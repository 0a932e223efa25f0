use crate::FrameAllocator;
use alloc::sync::Arc;
use core::fmt;
use core::hash::{Hash, Hasher};
use kernel_memory_addresses::PhysicalAddress;

/// Reference-counted handle to one physical frame.
///
/// Cloning bumps an atomic count; dropping the last clone gives the frame back
/// to the allocator it came from. Two handles are equal if they name the same
/// physical address.
///
/// Frames created with [`unowned`](Self::unowned) describe memory the
/// allocator does not manage (device registers, firmware tables); dropping
/// them releases nothing.
#[derive(Clone)]
pub struct PhysicalFrame(Arc<FrameInner>);

struct FrameInner {
    address: PhysicalAddress,
    owner: Option<Arc<FrameAllocator>>,
}

impl Drop for FrameInner {
    fn drop(&mut self) {
        if let Some(owner) = self.owner.take() {
            owner.release(self.address);
        }
    }
}

impl PhysicalFrame {
    pub(crate) fn owned(address: PhysicalAddress, owner: Arc<FrameAllocator>) -> Self {
        Self(Arc::new(FrameInner {
            address,
            owner: Some(owner),
        }))
    }

    /// A handle for memory outside the allocator's zones.
    ///
    /// # Panics
    /// Panics if `address` is not frame aligned.
    #[must_use]
    pub fn unowned(address: PhysicalAddress) -> Self {
        assert!(address.is_frame_aligned(), "misaligned frame {address:?}");
        Self(Arc::new(FrameInner {
            address,
            owner: None,
        }))
    }

    #[inline]
    #[must_use]
    pub fn address(&self) -> PhysicalAddress {
        self.0.address
    }

    /// Number of live handles to this frame.
    ///
    /// Only stable while every holder is serialized by the caller (for
    /// copy-on-write that is the memory object's slot lock).
    #[inline]
    #[must_use]
    pub fn ref_count(&self) -> usize {
        Arc::strong_count(&self.0)
    }

    /// Whether dropping the last handle returns the frame to an allocator.
    #[inline]
    #[must_use]
    pub fn is_owned(&self) -> bool {
        self.0.owner.is_some()
    }
}

impl PartialEq for PhysicalFrame {
    fn eq(&self, other: &Self) -> bool {
        self.address() == other.address()
    }
}

impl Eq for PhysicalFrame {}

impl Hash for PhysicalFrame {
    fn hash<H: Hasher>(&self, state: &mut H) {
        self.address().hash(state);
    }
}

impl fmt::Debug for PhysicalFrame {
    fn fmt(&self, f: &mut fmt::Formatter<'_>) -> fmt::Result {
        write!(f, "Frame({:?}, refs={})", self.address(), self.ref_count())
    }
}

#[cfg(test)]
mod tests {
    use super::*;
    use crate::RamArena;

    fn allocator() -> Arc<FrameAllocator> {
        let base = PhysicalAddress::new(0x4000_0000);
        let alloc = Arc::new(FrameAllocator::new(Arc::new(RamArena::new(base, 2))));
        alloc.add_usable_range(base, 2);
        alloc
    }

    #[test]
    fn released_only_after_last_drop() {
        let alloc = allocator();
        let a = alloc.allocate().unwrap();
        let pa = a.address();
        let b = a.clone();
        let c = b.clone();
        assert_eq!(a.ref_count(), 3);

        drop(a);
        drop(b);
        assert!(!alloc.is_free(pa));
        assert_eq!(c.ref_count(), 1);

        drop(c);
        assert!(alloc.is_free(pa));
        assert_eq!(alloc.stats().releases, 1);
    }

    #[test]
    fn unowned_frames_are_never_released() {
        let alloc = allocator();
        let before = alloc.stats();
        let mmio = PhysicalFrame::unowned(PhysicalAddress::new(0xfee0_0000));
        assert!(!mmio.is_owned());
        drop(mmio.clone());
        drop(mmio);
        assert_eq!(alloc.stats(), before);
    }

    #[test]
    fn equality_is_by_address() {
        let alloc = allocator();
        let a = alloc.allocate().unwrap();
        let view = PhysicalFrame::unowned(a.address());
        assert_eq!(a, view);
        assert_ne!(a, alloc.allocate().unwrap());
    }
}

* * * *

● **Task details**: Print, please, the lines above from the very first through the one that holds "the frame back", both included, word for word and with nothing else.

● **Expected output**:
repository 0a932e223efa25f0
use crate::FrameAllocator;
use alloc::sync::Arc;
use core::fmt;
use core::hash::{Hash, Hasher};
use kernel_memory_addresses::PhysicalAddress;

/// Reference-counted handle to one physical frame.
///
/// Cloning bumps an atomic count; dropping the last clone gives the frame back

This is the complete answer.